**** Data section ****

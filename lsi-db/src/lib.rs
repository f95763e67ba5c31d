//! In-memory SQLite dataset layer for Landsat AOI index observations.
//!
//! This crate loads the exported per-scene zonal statistics CSV into an
//! in-memory SQLite database and exposes typed query methods for the
//! dashboard composition pipeline and the native CLI.
//!
//! # Architecture
//!
//! - `Rc<RefCell<Connection>>` wrapper for interior mutability in
//!   single-threaded WASM
//! - In-memory SQLite via `rusqlite` (compiles to `wasm32-unknown-unknown`)
//! - CSV data loaded via `include_str!` at compile time in the dashboard
//!   app, or from disk in the CLI
//! - Typed query methods returning serializable structs for JSON export
//!
//! # Usage
//!
//! ```rust
//! use lsi_core::index::{IndexConfig, IndexKind};
//! use lsi_db::Database;
//!
//! let db = Database::new().unwrap();
//! db.load_observations(
//!     "date,year,month,NDVI_mean,NDVI_std,NDWI_mean,NDWI_std,NDBI_mean,NDBI_std,LST_mean_C,LST_std_C,count\n\
//!      2022-01-05,2022,1,0.412,0.085,0.108,0.041,-0.112,0.038,12.40,1.85,84213\n",
//! )
//! .unwrap();
//!
//! let ndvi = IndexConfig::for_kind(IndexKind::Ndvi);
//! let series = db.query_index_series(&ndvi, &[]).unwrap();
//! assert_eq!(series.len(), 1);
//! ```
//!
//! # Tables
//!
//! One wide table, `observations`, keyed by acquisition date, with mean and
//! standard deviation columns for each of the four indices plus the valid
//! pixel count for the scene. Column names match the CSV headers so the
//! static [`lsi_core::index::IndexConfig`] table is the single source of
//! column naming. See [`schema::create_schema`].

pub mod schema;
mod loader;
mod queries;
pub mod models;

use rusqlite::Connection;
use std::cell::RefCell;
use std::rc::Rc;

/// In-memory SQLite database holding the AOI observation history.
///
/// Cheaply cloneable (via `Rc`) and suitable for sharing across Dioxus
/// components in a single-threaded WASM environment. The dataset is loaded
/// once at startup and never mutated afterwards.
#[derive(Clone)]
pub struct Database {
    conn: Rc<RefCell<Connection>>,
}

impl Database {
    /// Create a new in-memory database with the schema applied.
    ///
    /// The database is empty after creation; use
    /// [`load_observations`](Self::load_observations) to populate it.
    pub fn new() -> anyhow::Result<Self> {
        let conn = Connection::open_in_memory()?;
        conn.execute_batch(schema::create_schema())?;
        Ok(Self {
            conn: Rc::new(RefCell::new(conn)),
        })
    }
}

#[cfg(test)]
mod tests {
    use super::*;

    const ONE_ROW_CSV: &str = "\
date,year,month,NDVI_mean,NDVI_std,NDWI_mean,NDWI_std,NDBI_mean,NDBI_std,LST_mean_C,LST_std_C,count
2022-01-05,2022,1,0.412,0.085,0.108,0.041,-0.112,0.038,12.40,1.85,84213
";

    #[test]
    fn database_creates_successfully() {
        let db = Database::new();
        assert!(db.is_ok(), "Database should create without errors");
    }

    #[test]
    fn database_is_cloneable() {
        let db = Database::new().unwrap();
        let db2 = db.clone();
        db.load_observations(ONE_ROW_CSV).unwrap();
        let years = db2.query_years().unwrap();
        assert_eq!(years, vec![2022], "Clone should see same data via shared Rc");
    }

    #[test]
    fn database_starts_empty() {
        let db = Database::new().unwrap();
        let years = db.query_years().unwrap();
        assert!(years.is_empty(), "New database should have no observations");
    }
}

****

● **What is expected**:
The entries shown above should be copied out word for word.

● **Solution to the problem**:
filename lsi-db/src/lib.rs
repository f95763e67ba5c31d
//! In-memory SQLite dataset layer for Landsat AOI index observations.
//!
//! This crate loads the exported per-scene zonal statistics CSV into an
//! in-memory SQLite database and exposes typed query methods for the
//! dashboard composition pipeline and the native CLI.
//!
//! # Architecture
//!
//! - `Rc<RefCell<Connection>>` wrapper for interior mutability in
//!   single-threaded WASM
//! - In-memory SQLite via `rusqlite` (compiles to `wasm32-unknown-unknown`)
//! - CSV data loaded via `include_str!` at compile time in the dashboard
//!   app, or from disk in the CLI
//! - Typed query methods returning serializable structs for JSON export
//!
//! # Usage
//!
//! ```rust
//! use lsi_core::index::{IndexConfig, IndexKind};
//! use lsi_db::Database;
//!
//! let db = Database::new().unwrap();
//! db.load_observations(
//!     "date,year,month,NDVI_mean,NDVI_std,NDWI_mean,NDWI_std,NDBI_mean,NDBI_std,LST_mean_C,LST_std_C,count\n\
//!      2022-01-05,2022,1,0.412,0.085,0.108,0.041,-0.112,0.038,12.40,1.85,84213\n",
//! )
//! .unwrap();
//!
//! let ndvi = IndexConfig::for_kind(IndexKind::Ndvi);
//! let series = db.query_index_series(&ndvi, &[]).unwrap();
//! assert_eq!(series.len(), 1);
//! ```
//!
//! # Tables
//!
//! One wide table, `observations`, keyed by acquisition date, with mean and
//! standard deviation columns for each of the four indices plus the valid
//! pixel count for the scene. Column names match the CSV headers so the
//! static [`lsi_core::index::IndexConfig`] table is the single source of
//! column naming. See [`schema::create_schema`].

pub mod schema;
mod loader;
mod queries;
pub mod models;

use rusqlite::Connection;
use std::cell::RefCell;
use std::rc::Rc;

/// In-memory SQLite database holding the AOI observation history.
///
/// Cheaply cloneable (via `Rc`) and suitable for sharing across Dioxus
/// components in a single-threaded WASM environment. The dataset is loaded
/// once at startup and never mutated afterwards.
#[derive(Clone)]
pub struct Database {
    conn: Rc<RefCell<Connection>>,
}

impl Database {
    /// Create a new in-memory database with the schema applied.
    ///
    /// The database is empty after creation; use
    /// [`load_observations`](Self::load_observations) to populate it.
    pub fn new() -> anyhow::Result<Self> {
        let conn = Connection::open_in_memory()?;
        conn.execute_batch(schema::create_schema())?;
        Ok(Self {
            conn: Rc::new(RefCell::new(conn)),
        })
    }
}

#[cfg(test)]
mod tests {
    use super::*;

    const ONE_ROW_CSV: &str = "\
date,year,month,NDVI_mean,NDVI_std,NDWI_mean,NDWI_std,NDBI_mean,NDBI_std,LST_mean_C,LST_std_C,count
2022-01-05,2022,1,0.412,0.085,0.108,0.041,-0.112,0.038,12.40,1.85,84213
";

    #[test]
    fn database_creates_successfully() {
        let db = Database::new();
        assert!(db.is_ok(), "Database should create without errors");
    }

    #[test]
    fn database_is_cloneable() {
        let db = Database::new().unwrap();
        let db2 = db.clone();
        db.load_observations(ONE_ROW_CSV).unwrap();
        let years = db2.query_years().unwrap();
        assert_eq!(years, vec![2022], "Clone should see same data via shared Rc");
    }

    #[test]
    fn database_starts_empty() {
        let db = Database::new().unwrap();
        let years = db.query_years().unwrap();
        assert!(years.is_empty(), "New database should have no observations");
    }
}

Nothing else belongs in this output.